2) sviluppare una possibile strategia terapeutica
I nostri neurologi hanno per prima cosa eseguito una biopsia cutanea da diversi pazienti CMT2A in modo da ottenere i loro fibroblasti (cellule della pelle) che abbiamo riprogrammato in cellule staminali pluripotenti indotte (iPSC) in grado poi di differenziare in svariati tipi cellulari. Questa tecnica offre la possibilità di ottenere cellule paziente specifiche, come neuroni motori e sensitivi umani, tipicamente affetti nella patologia, ma impossibili da ottenere con altre strategie. E’ stato così possibile studiare direttamente cosa succede nei neuroni dei pazienti ed evidenziare alcuni aspetti tipici della patologia (per esempio alterazioni della centrale energetica delle cellule), grazie al confronto con i neuroni derivati dai soggetti sani. Questo studio ha contribuito ad approfondire i meccanismi molecolari coinvolti nella patologia attraverso la generazione del primo modello in vitro malattia-specifico ad aggi disponibile, indispensabile per sviluppare una valida strategia terapeutica.

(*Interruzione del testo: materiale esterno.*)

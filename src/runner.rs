//! Detection loop controller.
//!
//! One sequential loop drives capture, inference, and render per tick, on
//! two independent cadences: every tick with a frame renders and presents,
//! while the classifier only runs when the detection interval has elapsed.
//! That decoupling is what keeps the display smooth while inference stays
//! cheap.
//!
//! Per-tick classifier and renderer failures are logged and skipped; only
//! frame-source failures end the loop. Shutdown is cooperative: the stop
//! flag is observed at the top of each tick, and camera resources are
//! released on every exit path.

use std::fs::File;
use std::io::BufWriter;
use std::path::PathBuf;
use std::sync::atomic::{AtomicBool, Ordering};
use std::sync::Arc;
use std::time::{Duration, Instant, SystemTime, UNIX_EPOCH};

use anyhow::{Context, Result};
use image::codecs::jpeg::JpegEncoder;

use crate::classify::Classifier;
use crate::display::{DisplaySink, KeyEvent};
use crate::error::PipelineError;
use crate::frame::Frame;
use crate::history::{DetectionHistory, DetectionSample};
use crate::ingest::FrameSource;
use crate::overlay::{OverlayConfig, OverlayRenderer};
use crate::shared::SharedSlot;
use crate::smooth::{smooth, SmoothedDetection};

/// Loop cadences and snapshot destination.
#[derive(Clone, Debug)]
pub struct LoopConfig {
    /// Minimum spacing between classifier invocations.
    pub detection_interval: Duration,
    /// Trailing window the smoother aggregates over.
    pub smoothing_window: Duration,
    /// Ring capacity of the detection history.
    pub history_capacity: usize,
    /// Sleep when the source has no frame yet.
    pub idle_poll: Duration,
    /// Where `SaveFrame` snapshots land.
    pub snapshot_dir: PathBuf,
}

impl Default for LoopConfig {
    fn default() -> Self {
        Self {
            detection_interval: Duration::from_millis(500),
            smoothing_window: Duration::from_millis(2000),
            history_capacity: 10,
            idle_poll: Duration::from_millis(10),
            snapshot_dir: PathBuf::from("."),
        }
    }
}

#[derive(Clone, Copy, Debug, PartialEq, Eq)]
pub enum LoopState {
    Idle,
    Running,
    Stopping,
    Stopped,
}

/// Spaces classifier invocations at least `interval` apart.
pub struct Throttle {
    interval: Duration,
    last: Option<Instant>,
}

impl Throttle {
    pub fn new(interval: Duration) -> Self {
        Self {
            interval,
            last: None,
        }
    }

    /// True when a new invocation is due at `now`; records the firing.
    pub fn ready(&mut self, now: Instant) -> bool {
        let due = match self.last {
            None => true,
            Some(last) => now.duration_since(last) >= self.interval,
        };
        if due {
            self.last = Some(now);
        }
        due
    }
}

/// Counters reported when the loop stops.
#[derive(Clone, Debug, Default)]
pub struct LoopStats {
    pub ticks: u64,
    pub frames_rendered: u64,
    pub inferences: u64,
    pub recovered_errors: u64,
    pub snapshots_saved: u64,
    /// Frames presented per second, measured over the last full second.
    pub fps: f32,
}

pub struct DetectionLoop {
    config: LoopConfig,
    overlay: OverlayRenderer,
    source: Box<dyn FrameSource>,
    classifier: Box<dyn Classifier>,
    sink: Box<dyn DisplaySink>,
    history: DetectionHistory,
    throttle: Throttle,
    state: LoopState,
    stop: Arc<AtomicBool>,
    frame_slot: SharedSlot<Frame>,
    detection_slot: SharedSlot<SmoothedDetection>,
    stats: LoopStats,
    last_health_log: Instant,
}

impl DetectionLoop {
    pub fn new(
        config: LoopConfig,
        overlay_config: OverlayConfig,
        source: Box<dyn FrameSource>,
        classifier: Box<dyn Classifier>,
        sink: Box<dyn DisplaySink>,
        stop: Arc<AtomicBool>,
    ) -> Self {
        let history = DetectionHistory::with_capacity(config.history_capacity);
        let throttle = Throttle::new(config.detection_interval);
        Self {
            config,
            overlay: OverlayRenderer::new(overlay_config),
            source,
            classifier,
            sink,
            history,
            throttle,
            state: LoopState::Idle,
            stop,
            frame_slot: SharedSlot::new(),
            detection_slot: SharedSlot::new(),
            stats: LoopStats::default(),
            last_health_log: Instant::now(),
        }
    }

    pub fn state(&self) -> LoopState {
        self.state
    }

    pub fn stats(&self) -> &LoopStats {
        &self.stats
    }

    /// Last rendered frame, for observers outside the loop.
    pub fn frame_slot(&self) -> SharedSlot<Frame> {
        self.frame_slot.clone()
    }

    /// Last smoothed detection, for observers outside the loop.
    pub fn detection_slot(&self) -> SharedSlot<SmoothedDetection> {
        self.detection_slot.clone()
    }

    /// Idle → Running. Both collaborators must come up; a failed start
    /// releases whatever was acquired and returns to Idle.
    fn start(&mut self) -> Result<(), PipelineError> {
        if let Err(e) = self.source.start() {
            self.state = LoopState::Idle;
            return Err(PipelineError::SourceUnavailable(e.to_string()));
        }
        if !self.classifier.is_ready() {
            self.source.stop();
            self.state = LoopState::Idle;
            return Err(PipelineError::ModelUnavailable(format!(
                "{} classifier reported not ready",
                self.classifier.name()
            )));
        }
        self.state = LoopState::Running;
        log::info!(
            "detection loop running: source={} classifier={} sink={}",
            self.source.name(),
            self.classifier.name(),
            self.sink.name()
        );
        Ok(())
    }

    /// Run until the stop flag is set or the source fails.
    ///
    /// Resources are released on every exit path, error or not.
    pub fn run(&mut self) -> Result<LoopStats, PipelineError> {
        self.start()?;
        let outcome = self.run_ticks();
        self.shutdown();
        outcome.map(|()| self.stats.clone())
    }

    fn run_ticks(&mut self) -> Result<(), PipelineError> {
        let mut fps_window_start = Instant::now();
        let mut fps_frames = 0u32;

        while !self.stop.load(Ordering::SeqCst) {
            self.stats.ticks += 1;

            let frame = match self.source.latest_frame() {
                Ok(Some(frame)) => frame,
                Ok(None) => {
                    std::thread::sleep(self.config.idle_poll);
                    continue;
                }
                // Source failures are the only fatal per-tick outcome.
                Err(e) => return Err(PipelineError::SourceUnavailable(e.to_string())),
            };

            let now = Instant::now();
            if self.throttle.ready(now) {
                match self.classifier.predict(&frame) {
                    Ok(prediction) => {
                        self.history.append(DetectionSample::new(
                            prediction.label,
                            prediction.confidence,
                            now,
                        ));
                        self.stats.inferences += 1;
                    }
                    Err(e) => {
                        let err = PipelineError::InferenceError(e.to_string());
                        log::warn!("{}; keeping previous detections this tick", err);
                        self.stats.recovered_errors += 1;
                    }
                }
            }

            // Render cadence is independent of inference cadence: the
            // smoothed value is recomputed and drawn on every frame.
            let smoothed = smooth(&self.history, now, self.config.smoothing_window);
            self.detection_slot.publish(smoothed.clone());

            fps_frames += 1;
            let window_elapsed = fps_window_start.elapsed();
            if window_elapsed >= Duration::from_secs(1) {
                self.stats.fps = fps_frames as f32 / window_elapsed.as_secs_f32();
                fps_frames = 0;
                fps_window_start = Instant::now();
            }

            let rendered = match self.overlay.render(&frame, &smoothed, self.stats.fps) {
                Ok(rendered) => rendered,
                Err(e) => {
                    log::warn!("render skipped this tick: {}", e);
                    self.stats.recovered_errors += 1;
                    continue;
                }
            };

            match self.sink.present(&rendered) {
                Ok(()) => self.stats.frames_rendered += 1,
                Err(e) => {
                    let err = PipelineError::RenderError(e.to_string());
                    log::warn!("{}; frame dropped", err);
                    self.stats.recovered_errors += 1;
                }
            }
            self.frame_slot.publish(rendered.clone());

            match self.sink.poll_key() {
                Some(KeyEvent::Quit) => {
                    log::info!("quit requested from display");
                    self.stop.store(true, Ordering::SeqCst);
                }
                Some(KeyEvent::SaveFrame) => match self.save_snapshot(&rendered) {
                    Ok(path) => {
                        self.stats.snapshots_saved += 1;
                        log::info!("frame saved to {}", path.display());
                    }
                    Err(e) => log::warn!("snapshot failed: {}", e),
                },
                None => {}
            }

            if self.last_health_log.elapsed() >= Duration::from_secs(5) {
                log::info!(
                    "health: source_ok={} ticks={} rendered={} inferences={} fps={:.1}",
                    self.source.is_healthy(),
                    self.stats.ticks,
                    self.stats.frames_rendered,
                    self.stats.inferences,
                    self.stats.fps
                );
                self.last_health_log = Instant::now();
            }
        }
        Ok(())
    }

    fn shutdown(&mut self) {
        self.state = LoopState::Stopping;
        self.source.stop();
        self.state = LoopState::Stopped;
        log::info!(
            "detection loop stopped: {} ticks, {} frames, {} inferences, {} recovered errors",
            self.stats.ticks,
            self.stats.frames_rendered,
            self.stats.inferences,
            self.stats.recovered_errors
        );
    }

    fn save_snapshot(&self, frame: &Frame) -> Result<PathBuf> {
        std::fs::create_dir_all(&self.config.snapshot_dir).with_context(|| {
            format!(
                "failed to create snapshot dir {}",
                self.config.snapshot_dir.display()
            )
        })?;
        let stamp = SystemTime::now().duration_since(UNIX_EPOCH)?.as_secs();
        let path = self.config.snapshot_dir.join(format!("camspot_{}.jpg", stamp));
        let file = File::create(&path)
            .with_context(|| format!("failed to create {}", path.display()))?;
        let mut writer = BufWriter::new(file);
        JpegEncoder::new(&mut writer)
            .encode(
                frame.data(),
                frame.width(),
                frame.height(),
                image::ExtendedColorType::Rgb8,
            )
            .context("jpeg encode failed")?;
        Ok(path)
    }
}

Accanto allo studio delle cause della patologia, il nostro progetto di ricerca ha lo scopo di sviluppare un possibile approccio terapeutico per la CMT2A. Ad oggi, la terapia genica rappresenta una promettente strategia in quanto finalizzata a correggere la causa genetica alla base della malattia stessa. Questo tipo di strategia sta dando risultati molto promettenti in un trial clinico basato sull’utilizzo di sicuri vettori adeno-associati di tipo 9 (AAV9) che veicolino il gene sano nel sistema nervoso centrale di pazienti con la forma comune di Atrofia Muscolare Spinale (SMA), un’altra malattia neuromuscolare. Ci proponiamo di utilizzare lo stesso tipo di approccio per la CMT2A. Tuttavia, nel caso della CMT2A, non solo la mancanza del gene “sano”, ma anche la presenza della proteina MFN2 malata, che risulta tossica, sono la causa stessa della patologia. Non è sufficiente quindi reintrodurre il gene “sano”, ma è necessario anche spegnere quello malato. In questa prospettiva, proponiamo un approccio combinato di spegnimento del gene MFN2 “malato” e di reintroduzione del gene MFN2 “sano”.
Per appurare la fattibilità di questa terapia genica, abbiamo inizialmente verificato che il nostro metodo promuova effettivamente lo spegnimento del gene MFN2 “malato” e l’espressione del gene MFN2 “sano” nelle cellule dei pazienti e nel modello murino di CMT2A e abbiamo ottenuto risultati positivi.
In previsione di una possibile traslazione clinica di questa strategia, stiamo valutando l’efficacia di questo approccio nelle cellule dei pazienti e nel modello murino di CMT2A, monitorando il miglioramento della patologia. I primi risultati ottenuti nelle cellule dei pazienti hanno mostrato un significativo miglioramento del fenotipo patologico a seguito del trattamento: la centrale energetica delle cellule dei pazienti sembra ritornare operativa! Tanti altri esperimenti sono attualmente in corso per confermare questi dati promettenti.
Per quanto riguarda gli esperimenti nel modello animale, la situazione è più complessa in quanto il modello murino che abbiamo a disposizione non mostra sintomi della patologia in maniera evidente, richiedendo quindi una maggiore caratterizzazione alla ricerca di nuovi marcatori della malattia indispensabili per poter valutare se la terapia funziona davvero. Nei prossimi mesi ci dedicheremo proprio a questo obiettivo. Una volta identificati dei validi marcatori della patologia infatti, potremo verificare se questo trattamento è in grado di migliorare la patologia.